By Paul Alster
She’s a princess in the royal family of one of the world’s richest nations, a police officer and now, a defendant accused of torturing two doctors and a poet in a trial that has the Gulf State kingdom of Bahrain transfixed.
Princess Noura Bint Ebrahim al-Khalifa was working as a police officer when the Arab Spring swept across the Middle East and threatened to topple the oil-rich nation’s ruling family. Bahrain‘s so-called “Pearl Revolution” was put down quickly and with extreme prejudice. Prosecutors say al-Khalifa played a role by personally torturing the doctors after they were arrested for tending to injured demonstrators.
“The charge is that she used torture, force and threats against the victims Zahra al-Sammak and Kholoud al-Durazi to make them confess to a crime,” Prosecutor Nawaf Hamza told Reuters.
Princess Noura is also charged separately with being present when poet Ayat al-Qurmazi was brutally tortured. Al-Qurmazi was arrested after she read a poem criticizing the royal family in front of a crowd of 10,000 people. Her attorney claims the princess was present when others applied electric shocks to the poet’s face, spat in her mouth and beat her while she was in detention.
Al-Khalifa is one of several hundred members of Bahrain‘s royal family, and it is not uncommon for royals to hold everyday jobs. The nation is a close American ally and permanent home to the U.S. Navy’s 5th Fleet, but Bahrain‘s dubious record on human rights has some critics questioning the relationship.
The princess was working at the time of the pro-democracy demonstrations as an officer in Bahrain‘s Drugs Control Unit on the streets of the Bahraini capital, Manama. The doctors she allegedly tortured gave forced confessions that resulted in them receiving prison sentences of up to five years – later quashed by a review panel – from a military court.
Princess Noura, who first appeared in court last summer, strongly denies the charges against her, but has refused to make any public comment on the matter.

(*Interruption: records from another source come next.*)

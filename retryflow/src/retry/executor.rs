//! The retry executor.
//!
//! A retry cycle invokes an [`Operation`], waits for its deferred result to
//! settle and either forwards the value to the caller or invokes the
//! operation again. Intermediate failures never reach the caller's
//! deferred result; it settles exactly once.

use super::config::{RetryAttempt, RetryConfig, RetryDecision, RetryPhase};
use super::operation::Operation;
use crate::deferred::{Deferred, Outcome};
use crate::errors::{
    describe_panic, OperationError, RetriesExhaustedError, RetryflowError, TimeoutError,
};
use crate::events::{self, EventSink, NoOpEventSink};
use crate::runner::AsyncTaskRunner;
use parking_lot::Mutex;
use std::fmt;
use std::future::Future;
use std::panic::{catch_unwind, AssertUnwindSafe};
use std::sync::atomic::{AtomicBool, Ordering};
use std::sync::Arc;
use tokio::runtime::Handle;
use tracing::{debug, trace, warn};
use uuid::Uuid;

/// Re-invokes failing asynchronous operations up to a bounded retry count.
///
/// The executor never blocks. The first attempt starts on the calling
/// thread; every retry is scheduled on the runtime, so attempts carry no
/// thread affinity. Attempt N+1 starts only after attempt N's deferred
/// result has settled.
#[derive(Clone)]
pub struct RetryExecutor {
    config: RetryConfig,
    handle: Handle,
    sink: Arc<dyn EventSink>,
}

impl RetryExecutor {
    /// Creates an executor scheduling retries on the given runtime.
    #[must_use]
    pub fn new(config: RetryConfig, handle: Handle) -> Self {
        Self {
            config,
            handle,
            sink: Arc::new(NoOpEventSink),
        }
    }

    /// Creates an executor on the current runtime.
    ///
    /// # Panics
    ///
    /// Panics if called outside a tokio runtime.
    #[must_use]
    pub fn current(config: RetryConfig) -> Self {
        Self::new(config, Handle::current())
    }

    /// Sets the sink receiving retry events.
    #[must_use]
    pub fn with_event_sink(mut self, sink: Arc<dyn EventSink>) -> Self {
        self.sink = sink;
        self
    }

    /// Returns the retry configuration.
    #[must_use]
    pub fn config(&self) -> &RetryConfig {
        &self.config
    }

    /// Runs `operation` until it succeeds or the retry budget is used up.
    ///
    /// The returned deferred result fulfills with the first successful
    /// value, or fails with [`RetriesExhaustedError`] carrying the last
    /// failure after `max_retries + 1` failed invocations. With a timeout
    /// configured it may instead fail with [`TimeoutError`]; in-flight work
    /// is then abandoned and no further attempts start.
    pub fn execute<T, O>(&self, operation: O) -> Deferred<T>
    where
        T: Clone + Send + 'static,
        O: Operation<T> + 'static,
    {
        let caller = Deferred::new();
        let cycle = Arc::new(RetryCycle {
            id: Uuid::new_v4(),
            operation,
            caller: caller.clone(),
            attempt: Mutex::new(RetryAttempt::new(self.config.max_retries)),
            concluded: AtomicBool::new(false),
            handle: self.handle.clone(),
            sink: Arc::clone(&self.sink),
        });

        debug!(
            cycle_id = %cycle.id,
            max_retries = self.config.max_retries,
            "Starting retry cycle"
        );

        if let Some(timeout) = self.config.timeout() {
            let timeout_ms = self.config.timeout_ms.unwrap_or_default();
            let timed = Arc::clone(&cycle);

            let timer = self.handle.spawn(async move {
                tokio::time::sleep(timeout).await;
                timed.time_out(timeout_ms).await;
            });
            caller.on_settle(move |_| timer.abort());
        }

        cycle.invoke();
        caller
    }

    /// Runs an async closure with retries.
    ///
    /// Each attempt calls `f` and runs the returned future on a runtime
    /// worker.
    pub fn execute_async<T, E, F, Fut>(&self, f: F) -> Deferred<T>
    where
        T: Clone + Send + 'static,
        E: Into<OperationError> + Send + 'static,
        F: Fn() -> Fut + Send + Sync + 'static,
        Fut: Future<Output = Result<T, E>> + Send + 'static,
    {
        let runner = AsyncTaskRunner::new(self.handle.clone());
        self.execute(move || runner.spawn(f()))
    }
}

impl fmt::Debug for RetryExecutor {
    fn fmt(&self, f: &mut fmt::Formatter<'_>) -> fmt::Result {
        f.debug_struct("RetryExecutor")
            .field("config", &self.config)
            .finish_non_exhaustive()
    }
}

/// State shared by the continuations of one retry cycle.
struct RetryCycle<T, O>
where
    T: Clone + Send + 'static,
{
    id: Uuid,
    operation: O,
    caller: Deferred<T>,
    attempt: Mutex<RetryAttempt>,
    /// Set by whichever of success, exhaustion, timeout or drop ends the
    /// cycle first. Only that path emits a terminal event and settles the
    /// caller.
    concluded: AtomicBool,
    handle: Handle,
    sink: Arc<dyn EventSink>,
}

impl<T, O> RetryCycle<T, O>
where
    T: Clone + Send + 'static,
    O: Operation<T> + 'static,
{
    fn invoke(self: Arc<Self>) {
        if self.concluded.load(Ordering::Acquire) {
            debug!(cycle_id = %self.id, "Cycle already concluded, skipping attempt");
            return;
        }

        let invocation = self.attempt.lock().next_invocation();
        trace!(
            cycle_id = %self.id,
            attempt = invocation,
            phase = %RetryPhase::Invoking,
            "Invoking operation"
        );

        // A synchronous panic counts as an immediately-failed attempt.
        let pending = catch_unwind(AssertUnwindSafe(|| self.operation.invoke()))
            .unwrap_or_else(|payload| {
                Deferred::failed(RetryflowError::Panicked(describe_panic(payload.as_ref())))
            });

        trace!(
            cycle_id = %self.id,
            attempt = invocation,
            phase = %RetryPhase::Awaiting,
            "Awaiting operation result"
        );
        pending.on_settle(move |outcome| self.on_settled(invocation, outcome));
    }

    fn on_settled(self: Arc<Self>, invocation: u64, outcome: Outcome<T>) {
        let error = match outcome {
            Ok(value) => {
                debug!(
                    cycle_id = %self.id,
                    attempt = invocation,
                    phase = %RetryPhase::Succeeded,
                    "Operation succeeded"
                );
                if self.conclude() {
                    self.emit(events::SUCCEEDED, invocation, None);
                    self.publish(Ok(value));
                }
                return;
            }
            Err(error) => error,
        };

        let (decision, failures, max_retries) = {
            let mut attempt = self.attempt.lock();
            let decision = attempt.record_failure(error.clone());
            (decision, attempt.attempt_number, attempt.max_retries)
        };

        match decision {
            RetryDecision::Retry => {
                debug!(
                    cycle_id = %self.id,
                    attempt = invocation,
                    max_retries,
                    error = %error,
                    phase = %RetryPhase::RetryPending,
                    "Attempt failed, retrying"
                );
                self.emit(events::ATTEMPT_FAILED, invocation, Some(&error));

                let handle = self.handle.clone();
                handle.spawn(async move { self.invoke() });
            }
            RetryDecision::GiveUp => {
                warn!(
                    cycle_id = %self.id,
                    attempts = failures,
                    max_retries,
                    error = %error,
                    phase = %RetryPhase::Exhausted,
                    "Retries exhausted"
                );
                if self.conclude() {
                    self.emit(events::EXHAUSTED, invocation, Some(&error));
                    let exhausted = RetriesExhaustedError::new(failures, max_retries, error);
                    self.publish(Err(exhausted.into()));
                }
            }
        }
    }

    /// Claims the right to end the cycle. Returns false if another path
    /// already did.
    fn conclude(&self) -> bool {
        !self.concluded.swap(true, Ordering::AcqRel)
    }

    async fn time_out(&self, timeout_ms: u64) {
        if !self.conclude() {
            return;
        }
        warn!(
            cycle_id = %self.id,
            timeout_ms,
            phase = %RetryPhase::TimedOut,
            "Retry cycle timed out"
        );
        let data = events::stamped(serde_json::json!({
            "cycle_id": self.id.to_string(),
            "timeout_ms": timeout_ms,
        }));
        self.sink.emit(events::TIMED_OUT, Some(data)).await;
        self.publish(Err(TimeoutError { timeout_ms }.into()));
    }

    /// Settles the caller. Events are emitted first so that anyone awaiting
    /// the caller observes them.
    fn publish(&self, outcome: Outcome<T>) {
        if let Err(e) = self.caller.settle(outcome) {
            debug!(cycle_id = %self.id, error = %e, "Discarding outcome of finished cycle");
        }
    }

    fn emit(&self, event_type: &str, attempt: u64, error: Option<&RetryflowError>) {
        let mut data = serde_json::json!({
            "cycle_id": self.id.to_string(),
            "attempt": attempt,
            "max_retries": self.attempt.lock().max_retries,
        });
        if let (Some(error), Some(map)) = (error, data.as_object_mut()) {
            map.insert("error".to_string(), serde_json::Value::String(error.to_string()));
        }
        self.sink.try_emit(event_type, Some(events::stamped(data)));
    }
}

impl<T, O> Drop for RetryCycle<T, O>
where
    T: Clone + Send + 'static,
{
    fn drop(&mut self) {
        let first = !self.concluded.swap(true, Ordering::AcqRel);
        if first && self.caller.fail(RetryflowError::Abandoned).is_ok() {
            warn!(cycle_id = %self.id, "Retry cycle dropped before settling its caller");
        }
    }
}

During the protests in which at least 35 people were killed – some human rights organizations have put the figure at as many as 80 – several medical professionals were arrested for treating the dying and wounded. Some 60 were later jailed, although the vast majority were released on appeal a short time later. There remains however deep suspicion that justice in Bahrain is neither transparent nor even-handed.
“The prosecution of Shaikha [Princess] Noura is an encouraging sign, but the earlier trials of low-ranking police have resulted in few convictions and sentences not commensurate with the crime,” Joe Stork, Middle East and North Africa deputy director of Human Rights Watch, told FoxNews.com. “We have to wait and see if justice will be served properly in this trial.”
Maryam Al-Khawaja, actingpresidentof the Bahrain Center for Human Rights, told FoxNews.com the trial is a test for the government‘s commitment to human rights.